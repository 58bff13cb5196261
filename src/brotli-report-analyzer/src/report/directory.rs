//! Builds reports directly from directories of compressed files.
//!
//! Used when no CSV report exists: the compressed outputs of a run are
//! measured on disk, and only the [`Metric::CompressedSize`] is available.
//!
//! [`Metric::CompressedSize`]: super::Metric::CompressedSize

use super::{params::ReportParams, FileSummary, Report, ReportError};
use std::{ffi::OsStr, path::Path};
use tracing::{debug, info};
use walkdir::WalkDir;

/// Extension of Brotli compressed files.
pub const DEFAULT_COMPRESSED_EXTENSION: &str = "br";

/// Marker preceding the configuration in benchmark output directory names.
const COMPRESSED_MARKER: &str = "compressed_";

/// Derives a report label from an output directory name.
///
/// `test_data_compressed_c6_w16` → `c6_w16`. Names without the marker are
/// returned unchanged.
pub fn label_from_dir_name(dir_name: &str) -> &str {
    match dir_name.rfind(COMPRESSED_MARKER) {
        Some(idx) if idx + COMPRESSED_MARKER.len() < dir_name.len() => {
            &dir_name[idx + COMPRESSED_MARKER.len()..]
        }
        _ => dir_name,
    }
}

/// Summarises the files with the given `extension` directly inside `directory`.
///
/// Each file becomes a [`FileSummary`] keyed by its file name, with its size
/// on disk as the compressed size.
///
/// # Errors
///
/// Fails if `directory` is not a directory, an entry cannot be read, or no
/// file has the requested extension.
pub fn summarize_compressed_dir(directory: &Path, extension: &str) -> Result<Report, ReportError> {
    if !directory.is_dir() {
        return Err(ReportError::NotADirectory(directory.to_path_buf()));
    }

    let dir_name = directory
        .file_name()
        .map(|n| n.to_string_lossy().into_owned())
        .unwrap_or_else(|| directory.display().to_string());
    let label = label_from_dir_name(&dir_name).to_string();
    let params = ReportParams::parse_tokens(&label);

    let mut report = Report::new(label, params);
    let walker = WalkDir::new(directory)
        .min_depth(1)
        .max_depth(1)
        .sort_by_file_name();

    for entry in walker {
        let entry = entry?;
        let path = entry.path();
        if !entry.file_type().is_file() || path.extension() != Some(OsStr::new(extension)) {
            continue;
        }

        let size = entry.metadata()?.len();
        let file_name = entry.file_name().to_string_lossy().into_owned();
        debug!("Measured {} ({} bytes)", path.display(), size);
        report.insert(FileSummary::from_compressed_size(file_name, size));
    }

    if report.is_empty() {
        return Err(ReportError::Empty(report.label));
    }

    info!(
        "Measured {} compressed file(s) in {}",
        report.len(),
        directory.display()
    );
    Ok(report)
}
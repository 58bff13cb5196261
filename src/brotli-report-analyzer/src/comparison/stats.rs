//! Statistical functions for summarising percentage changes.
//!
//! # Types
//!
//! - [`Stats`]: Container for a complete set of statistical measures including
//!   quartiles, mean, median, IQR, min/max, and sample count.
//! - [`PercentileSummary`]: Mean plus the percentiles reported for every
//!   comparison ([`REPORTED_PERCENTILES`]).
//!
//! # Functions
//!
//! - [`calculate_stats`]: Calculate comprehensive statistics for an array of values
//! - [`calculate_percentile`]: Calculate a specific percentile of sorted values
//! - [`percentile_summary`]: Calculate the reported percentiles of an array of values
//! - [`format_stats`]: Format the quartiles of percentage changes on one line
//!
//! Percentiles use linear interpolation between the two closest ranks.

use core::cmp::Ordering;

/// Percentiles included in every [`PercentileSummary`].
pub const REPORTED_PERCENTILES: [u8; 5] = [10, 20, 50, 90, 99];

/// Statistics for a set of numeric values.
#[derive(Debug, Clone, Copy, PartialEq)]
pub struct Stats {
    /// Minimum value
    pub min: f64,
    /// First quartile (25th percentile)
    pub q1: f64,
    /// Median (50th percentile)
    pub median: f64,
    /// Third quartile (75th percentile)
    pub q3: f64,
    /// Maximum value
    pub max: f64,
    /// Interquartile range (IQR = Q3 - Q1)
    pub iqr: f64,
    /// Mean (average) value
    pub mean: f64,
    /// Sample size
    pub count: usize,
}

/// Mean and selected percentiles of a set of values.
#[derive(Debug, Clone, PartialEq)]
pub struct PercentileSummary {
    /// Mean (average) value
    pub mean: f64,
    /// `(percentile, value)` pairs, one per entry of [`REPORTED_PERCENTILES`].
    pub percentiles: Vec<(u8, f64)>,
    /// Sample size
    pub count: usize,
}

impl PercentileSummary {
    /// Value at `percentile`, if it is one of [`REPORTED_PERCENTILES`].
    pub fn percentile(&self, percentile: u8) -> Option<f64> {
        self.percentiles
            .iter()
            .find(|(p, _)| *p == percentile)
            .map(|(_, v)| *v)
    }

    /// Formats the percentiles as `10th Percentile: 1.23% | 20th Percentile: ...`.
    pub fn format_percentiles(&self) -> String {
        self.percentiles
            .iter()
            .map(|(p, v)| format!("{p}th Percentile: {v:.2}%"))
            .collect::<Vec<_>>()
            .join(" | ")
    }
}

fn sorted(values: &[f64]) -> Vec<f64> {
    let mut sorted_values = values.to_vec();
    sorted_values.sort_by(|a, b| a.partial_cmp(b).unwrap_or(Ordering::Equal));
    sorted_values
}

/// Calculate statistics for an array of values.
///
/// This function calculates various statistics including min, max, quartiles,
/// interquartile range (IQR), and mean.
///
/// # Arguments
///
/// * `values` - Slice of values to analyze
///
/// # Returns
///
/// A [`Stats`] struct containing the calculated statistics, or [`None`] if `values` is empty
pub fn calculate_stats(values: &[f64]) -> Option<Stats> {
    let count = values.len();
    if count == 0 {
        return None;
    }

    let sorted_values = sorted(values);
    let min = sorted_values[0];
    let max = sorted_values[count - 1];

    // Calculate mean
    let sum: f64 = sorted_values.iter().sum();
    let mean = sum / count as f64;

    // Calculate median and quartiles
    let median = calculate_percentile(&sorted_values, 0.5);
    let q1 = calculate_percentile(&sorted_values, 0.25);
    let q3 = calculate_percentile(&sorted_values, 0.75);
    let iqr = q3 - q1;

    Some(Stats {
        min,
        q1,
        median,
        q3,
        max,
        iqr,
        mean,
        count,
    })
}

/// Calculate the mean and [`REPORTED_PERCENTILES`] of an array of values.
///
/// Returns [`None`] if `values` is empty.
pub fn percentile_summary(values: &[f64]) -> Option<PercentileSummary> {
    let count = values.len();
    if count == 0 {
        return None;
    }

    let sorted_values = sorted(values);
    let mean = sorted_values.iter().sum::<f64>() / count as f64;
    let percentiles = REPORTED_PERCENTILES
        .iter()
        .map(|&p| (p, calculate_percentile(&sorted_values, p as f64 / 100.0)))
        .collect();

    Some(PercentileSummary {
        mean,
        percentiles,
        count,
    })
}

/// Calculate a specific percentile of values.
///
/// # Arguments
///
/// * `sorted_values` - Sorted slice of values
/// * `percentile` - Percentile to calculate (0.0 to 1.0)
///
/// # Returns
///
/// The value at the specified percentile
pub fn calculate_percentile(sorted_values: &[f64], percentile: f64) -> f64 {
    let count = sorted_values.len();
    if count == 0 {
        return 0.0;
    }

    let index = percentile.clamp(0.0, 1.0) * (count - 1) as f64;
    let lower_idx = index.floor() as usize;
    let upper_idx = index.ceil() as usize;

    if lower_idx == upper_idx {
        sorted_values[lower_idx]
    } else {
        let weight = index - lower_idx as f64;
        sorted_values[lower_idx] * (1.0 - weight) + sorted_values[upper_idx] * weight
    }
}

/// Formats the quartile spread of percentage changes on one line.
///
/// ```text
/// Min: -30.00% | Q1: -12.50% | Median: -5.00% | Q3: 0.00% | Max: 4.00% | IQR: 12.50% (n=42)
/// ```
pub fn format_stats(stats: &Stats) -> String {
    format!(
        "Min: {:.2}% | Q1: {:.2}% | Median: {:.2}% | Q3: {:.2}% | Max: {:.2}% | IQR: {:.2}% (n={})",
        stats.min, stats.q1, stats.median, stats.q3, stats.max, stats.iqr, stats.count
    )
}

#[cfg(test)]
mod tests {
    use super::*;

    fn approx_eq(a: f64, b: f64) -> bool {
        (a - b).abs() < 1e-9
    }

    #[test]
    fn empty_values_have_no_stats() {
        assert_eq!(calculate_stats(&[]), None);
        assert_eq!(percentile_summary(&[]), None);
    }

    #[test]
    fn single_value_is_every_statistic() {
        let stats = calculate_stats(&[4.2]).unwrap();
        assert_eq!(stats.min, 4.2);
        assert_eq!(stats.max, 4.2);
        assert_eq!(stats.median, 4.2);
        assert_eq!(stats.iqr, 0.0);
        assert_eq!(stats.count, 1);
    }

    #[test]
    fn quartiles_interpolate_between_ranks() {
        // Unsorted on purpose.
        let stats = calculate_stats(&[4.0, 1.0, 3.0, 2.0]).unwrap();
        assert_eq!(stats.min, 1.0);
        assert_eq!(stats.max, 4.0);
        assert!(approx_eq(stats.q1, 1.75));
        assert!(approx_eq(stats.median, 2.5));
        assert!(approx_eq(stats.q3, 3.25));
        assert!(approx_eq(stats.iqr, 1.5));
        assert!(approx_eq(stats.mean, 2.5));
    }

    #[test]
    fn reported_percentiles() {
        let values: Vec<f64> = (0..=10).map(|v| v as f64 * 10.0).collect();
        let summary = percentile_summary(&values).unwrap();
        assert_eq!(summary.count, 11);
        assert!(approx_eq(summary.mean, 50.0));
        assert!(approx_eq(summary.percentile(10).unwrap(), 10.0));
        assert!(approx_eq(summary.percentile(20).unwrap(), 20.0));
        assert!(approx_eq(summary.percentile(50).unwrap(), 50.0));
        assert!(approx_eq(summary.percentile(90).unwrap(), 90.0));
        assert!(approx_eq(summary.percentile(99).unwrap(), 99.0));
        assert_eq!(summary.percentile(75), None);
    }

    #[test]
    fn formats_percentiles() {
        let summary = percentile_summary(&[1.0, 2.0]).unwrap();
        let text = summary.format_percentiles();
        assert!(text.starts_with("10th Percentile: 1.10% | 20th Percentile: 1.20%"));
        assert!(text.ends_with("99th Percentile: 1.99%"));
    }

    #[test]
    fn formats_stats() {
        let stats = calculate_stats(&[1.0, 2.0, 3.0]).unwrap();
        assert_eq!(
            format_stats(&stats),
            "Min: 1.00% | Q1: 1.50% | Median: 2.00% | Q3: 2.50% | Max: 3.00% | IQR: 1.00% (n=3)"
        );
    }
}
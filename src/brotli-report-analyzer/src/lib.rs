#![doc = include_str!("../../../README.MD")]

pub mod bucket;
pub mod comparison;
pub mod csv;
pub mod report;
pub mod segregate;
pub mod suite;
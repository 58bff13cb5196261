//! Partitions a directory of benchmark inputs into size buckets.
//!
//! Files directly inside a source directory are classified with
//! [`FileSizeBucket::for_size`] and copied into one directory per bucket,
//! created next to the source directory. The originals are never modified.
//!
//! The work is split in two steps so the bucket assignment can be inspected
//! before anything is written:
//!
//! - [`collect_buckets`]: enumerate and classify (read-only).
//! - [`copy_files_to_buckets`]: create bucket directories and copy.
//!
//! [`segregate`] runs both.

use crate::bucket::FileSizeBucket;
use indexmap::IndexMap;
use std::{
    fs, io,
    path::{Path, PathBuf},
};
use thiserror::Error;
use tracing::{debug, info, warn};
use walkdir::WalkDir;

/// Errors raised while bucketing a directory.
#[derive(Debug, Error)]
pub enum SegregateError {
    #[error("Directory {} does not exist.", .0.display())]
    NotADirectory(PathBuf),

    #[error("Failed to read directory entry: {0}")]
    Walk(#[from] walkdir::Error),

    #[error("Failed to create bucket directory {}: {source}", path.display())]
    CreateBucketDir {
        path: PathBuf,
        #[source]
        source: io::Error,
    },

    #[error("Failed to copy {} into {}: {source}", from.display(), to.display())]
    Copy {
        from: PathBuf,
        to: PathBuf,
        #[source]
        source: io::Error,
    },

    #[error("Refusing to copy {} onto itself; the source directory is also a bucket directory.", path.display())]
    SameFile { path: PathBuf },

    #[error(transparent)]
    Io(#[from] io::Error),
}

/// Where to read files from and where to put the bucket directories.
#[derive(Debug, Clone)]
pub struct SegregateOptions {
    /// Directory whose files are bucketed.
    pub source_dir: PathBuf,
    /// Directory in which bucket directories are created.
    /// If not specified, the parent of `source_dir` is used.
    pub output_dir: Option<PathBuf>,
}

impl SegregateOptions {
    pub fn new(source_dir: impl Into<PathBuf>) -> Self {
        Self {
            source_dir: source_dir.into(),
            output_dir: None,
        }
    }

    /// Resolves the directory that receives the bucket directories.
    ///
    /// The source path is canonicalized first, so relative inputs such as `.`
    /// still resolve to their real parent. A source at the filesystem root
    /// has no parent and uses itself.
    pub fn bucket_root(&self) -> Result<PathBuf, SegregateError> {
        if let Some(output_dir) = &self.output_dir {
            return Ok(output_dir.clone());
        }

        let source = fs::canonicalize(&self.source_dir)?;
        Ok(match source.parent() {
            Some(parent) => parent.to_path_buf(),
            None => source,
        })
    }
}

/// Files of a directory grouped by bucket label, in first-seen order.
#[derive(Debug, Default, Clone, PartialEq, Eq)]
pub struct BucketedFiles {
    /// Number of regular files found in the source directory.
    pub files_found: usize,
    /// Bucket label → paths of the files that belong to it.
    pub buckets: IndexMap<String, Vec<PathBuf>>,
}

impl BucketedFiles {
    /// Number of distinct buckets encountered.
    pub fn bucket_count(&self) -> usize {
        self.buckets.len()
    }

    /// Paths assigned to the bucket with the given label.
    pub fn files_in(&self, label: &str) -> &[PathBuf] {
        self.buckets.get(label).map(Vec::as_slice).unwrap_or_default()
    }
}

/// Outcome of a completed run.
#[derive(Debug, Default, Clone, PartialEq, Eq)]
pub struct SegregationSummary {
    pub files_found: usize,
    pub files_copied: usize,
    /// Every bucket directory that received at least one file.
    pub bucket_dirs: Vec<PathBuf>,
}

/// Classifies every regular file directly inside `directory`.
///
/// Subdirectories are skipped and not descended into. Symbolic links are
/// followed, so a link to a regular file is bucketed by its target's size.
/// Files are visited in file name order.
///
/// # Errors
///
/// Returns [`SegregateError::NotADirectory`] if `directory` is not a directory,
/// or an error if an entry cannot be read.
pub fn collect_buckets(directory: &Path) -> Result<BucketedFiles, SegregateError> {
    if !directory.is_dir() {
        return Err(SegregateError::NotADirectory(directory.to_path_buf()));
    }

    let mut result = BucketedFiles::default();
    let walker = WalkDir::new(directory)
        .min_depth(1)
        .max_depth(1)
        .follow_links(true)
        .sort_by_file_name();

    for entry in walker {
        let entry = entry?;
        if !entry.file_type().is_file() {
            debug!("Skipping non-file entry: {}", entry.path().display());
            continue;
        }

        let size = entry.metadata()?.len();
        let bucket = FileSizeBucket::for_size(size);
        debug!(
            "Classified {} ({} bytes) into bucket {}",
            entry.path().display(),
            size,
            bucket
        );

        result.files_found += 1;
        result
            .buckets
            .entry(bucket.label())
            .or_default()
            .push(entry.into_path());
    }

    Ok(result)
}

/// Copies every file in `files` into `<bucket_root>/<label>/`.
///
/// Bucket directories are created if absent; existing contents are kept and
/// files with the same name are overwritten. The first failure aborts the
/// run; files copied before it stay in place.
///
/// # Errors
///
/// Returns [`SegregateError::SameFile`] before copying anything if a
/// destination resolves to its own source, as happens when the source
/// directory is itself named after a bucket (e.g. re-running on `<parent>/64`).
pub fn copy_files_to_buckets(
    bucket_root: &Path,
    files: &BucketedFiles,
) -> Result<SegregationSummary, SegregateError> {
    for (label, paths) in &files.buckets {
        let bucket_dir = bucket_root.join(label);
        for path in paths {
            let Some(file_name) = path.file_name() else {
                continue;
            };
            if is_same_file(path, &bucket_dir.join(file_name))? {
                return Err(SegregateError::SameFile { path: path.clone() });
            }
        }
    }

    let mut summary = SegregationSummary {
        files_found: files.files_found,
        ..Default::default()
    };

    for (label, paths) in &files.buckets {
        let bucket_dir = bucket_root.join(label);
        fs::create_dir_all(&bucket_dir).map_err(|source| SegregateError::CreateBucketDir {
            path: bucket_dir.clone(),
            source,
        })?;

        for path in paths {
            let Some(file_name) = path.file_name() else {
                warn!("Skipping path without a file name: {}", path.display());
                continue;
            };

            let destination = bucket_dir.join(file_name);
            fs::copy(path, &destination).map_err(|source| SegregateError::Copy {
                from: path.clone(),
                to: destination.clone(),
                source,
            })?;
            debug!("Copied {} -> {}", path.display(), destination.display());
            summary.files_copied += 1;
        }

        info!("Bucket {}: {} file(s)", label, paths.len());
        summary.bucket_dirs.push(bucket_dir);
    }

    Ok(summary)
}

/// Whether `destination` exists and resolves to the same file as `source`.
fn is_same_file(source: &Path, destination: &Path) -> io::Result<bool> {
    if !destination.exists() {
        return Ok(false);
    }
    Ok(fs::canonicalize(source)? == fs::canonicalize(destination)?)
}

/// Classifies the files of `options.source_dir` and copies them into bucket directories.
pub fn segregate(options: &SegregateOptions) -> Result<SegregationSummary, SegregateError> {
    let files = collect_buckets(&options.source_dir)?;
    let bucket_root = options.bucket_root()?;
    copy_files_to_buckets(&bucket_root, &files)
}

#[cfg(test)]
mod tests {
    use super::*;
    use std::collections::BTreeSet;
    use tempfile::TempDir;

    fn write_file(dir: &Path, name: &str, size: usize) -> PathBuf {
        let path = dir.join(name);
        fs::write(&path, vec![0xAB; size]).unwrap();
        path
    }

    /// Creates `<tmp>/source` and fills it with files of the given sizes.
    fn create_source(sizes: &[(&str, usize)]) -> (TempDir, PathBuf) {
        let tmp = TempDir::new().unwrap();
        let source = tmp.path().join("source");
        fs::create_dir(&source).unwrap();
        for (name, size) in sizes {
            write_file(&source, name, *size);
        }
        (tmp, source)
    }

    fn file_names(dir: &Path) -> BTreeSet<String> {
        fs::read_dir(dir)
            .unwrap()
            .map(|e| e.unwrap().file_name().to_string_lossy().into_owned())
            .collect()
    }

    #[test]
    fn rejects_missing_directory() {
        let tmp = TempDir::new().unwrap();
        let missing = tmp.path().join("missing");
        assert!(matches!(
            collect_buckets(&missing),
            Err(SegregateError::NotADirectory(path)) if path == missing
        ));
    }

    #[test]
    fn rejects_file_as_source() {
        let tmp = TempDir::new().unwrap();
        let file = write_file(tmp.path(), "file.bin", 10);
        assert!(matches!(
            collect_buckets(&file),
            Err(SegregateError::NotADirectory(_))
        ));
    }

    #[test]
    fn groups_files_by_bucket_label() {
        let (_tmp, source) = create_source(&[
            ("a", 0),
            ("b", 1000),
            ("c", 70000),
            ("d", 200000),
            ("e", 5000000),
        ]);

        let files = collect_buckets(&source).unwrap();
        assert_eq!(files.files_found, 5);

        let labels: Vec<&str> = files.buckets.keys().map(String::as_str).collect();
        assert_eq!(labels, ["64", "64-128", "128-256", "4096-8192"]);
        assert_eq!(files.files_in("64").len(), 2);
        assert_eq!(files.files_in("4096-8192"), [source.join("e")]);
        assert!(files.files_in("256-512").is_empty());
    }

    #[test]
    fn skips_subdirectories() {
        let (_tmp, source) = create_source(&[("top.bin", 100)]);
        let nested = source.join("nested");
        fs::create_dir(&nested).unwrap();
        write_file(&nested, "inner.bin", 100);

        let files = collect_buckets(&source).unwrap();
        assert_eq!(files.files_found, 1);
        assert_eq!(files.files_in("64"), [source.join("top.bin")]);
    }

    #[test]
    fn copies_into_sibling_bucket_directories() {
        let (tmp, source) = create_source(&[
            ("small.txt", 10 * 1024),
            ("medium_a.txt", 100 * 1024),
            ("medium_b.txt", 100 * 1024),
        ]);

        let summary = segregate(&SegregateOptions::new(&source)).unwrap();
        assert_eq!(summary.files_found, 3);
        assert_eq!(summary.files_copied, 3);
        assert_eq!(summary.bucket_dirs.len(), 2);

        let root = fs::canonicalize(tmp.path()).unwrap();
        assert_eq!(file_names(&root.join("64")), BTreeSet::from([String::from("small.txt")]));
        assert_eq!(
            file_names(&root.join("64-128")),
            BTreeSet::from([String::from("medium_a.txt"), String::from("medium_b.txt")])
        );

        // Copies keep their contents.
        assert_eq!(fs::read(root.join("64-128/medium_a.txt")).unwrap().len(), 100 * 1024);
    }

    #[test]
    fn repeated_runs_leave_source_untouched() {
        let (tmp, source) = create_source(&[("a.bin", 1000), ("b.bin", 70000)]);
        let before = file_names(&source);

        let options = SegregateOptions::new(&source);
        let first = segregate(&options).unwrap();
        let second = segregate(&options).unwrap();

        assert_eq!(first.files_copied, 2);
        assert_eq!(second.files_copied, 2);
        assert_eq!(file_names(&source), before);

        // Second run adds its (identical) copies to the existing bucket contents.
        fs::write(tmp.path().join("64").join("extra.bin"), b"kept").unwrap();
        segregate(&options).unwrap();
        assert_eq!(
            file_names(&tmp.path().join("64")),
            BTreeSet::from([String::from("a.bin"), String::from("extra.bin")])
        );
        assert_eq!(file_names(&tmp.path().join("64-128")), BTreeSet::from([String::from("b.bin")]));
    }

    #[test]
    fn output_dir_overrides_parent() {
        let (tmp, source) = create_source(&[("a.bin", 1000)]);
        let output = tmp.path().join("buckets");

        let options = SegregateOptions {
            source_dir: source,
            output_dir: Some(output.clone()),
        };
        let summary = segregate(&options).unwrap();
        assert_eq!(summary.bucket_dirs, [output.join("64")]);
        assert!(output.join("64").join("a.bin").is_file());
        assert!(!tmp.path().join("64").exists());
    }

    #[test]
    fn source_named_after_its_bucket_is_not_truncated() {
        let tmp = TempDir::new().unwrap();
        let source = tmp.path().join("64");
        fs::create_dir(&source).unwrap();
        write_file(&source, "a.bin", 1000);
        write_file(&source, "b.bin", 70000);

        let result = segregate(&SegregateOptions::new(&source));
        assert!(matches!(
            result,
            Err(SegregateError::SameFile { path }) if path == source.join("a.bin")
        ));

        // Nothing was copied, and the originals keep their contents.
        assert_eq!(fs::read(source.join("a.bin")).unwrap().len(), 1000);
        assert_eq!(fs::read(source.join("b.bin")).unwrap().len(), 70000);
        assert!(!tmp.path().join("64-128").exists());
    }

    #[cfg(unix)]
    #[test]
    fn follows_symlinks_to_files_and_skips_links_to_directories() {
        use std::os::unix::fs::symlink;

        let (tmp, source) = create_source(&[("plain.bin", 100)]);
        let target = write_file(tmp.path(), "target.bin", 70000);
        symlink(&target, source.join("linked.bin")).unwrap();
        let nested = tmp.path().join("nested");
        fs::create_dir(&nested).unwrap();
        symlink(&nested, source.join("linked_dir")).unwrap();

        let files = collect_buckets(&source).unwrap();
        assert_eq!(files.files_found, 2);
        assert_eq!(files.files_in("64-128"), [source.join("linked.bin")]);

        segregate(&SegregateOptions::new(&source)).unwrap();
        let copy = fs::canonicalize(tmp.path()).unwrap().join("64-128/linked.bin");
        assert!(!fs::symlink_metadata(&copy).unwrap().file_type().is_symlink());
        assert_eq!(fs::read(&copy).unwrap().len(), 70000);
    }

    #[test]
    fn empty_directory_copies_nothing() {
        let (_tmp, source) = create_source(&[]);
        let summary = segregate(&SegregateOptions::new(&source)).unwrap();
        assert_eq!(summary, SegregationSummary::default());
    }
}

--------

- [THE TASK]
Starting at the line that has "in the source directory." and ending at the line that has "the given label.", please write out the lines above exactly, leaving out all others.

- [FINISHED TASK]
    /// Number of regular files found in the source directory.
    pub files_found: usize,
    /// Bucket label → paths of the files that belong to it.
    pub buckets: IndexMap<String, Vec<PathBuf>>,
}

impl BucketedFiles {
    /// Number of distinct buckets encountered.
    pub fn bucket_count(&self) -> usize {
        self.buckets.len()
    }

    /// Paths assigned to the bucket with the given label.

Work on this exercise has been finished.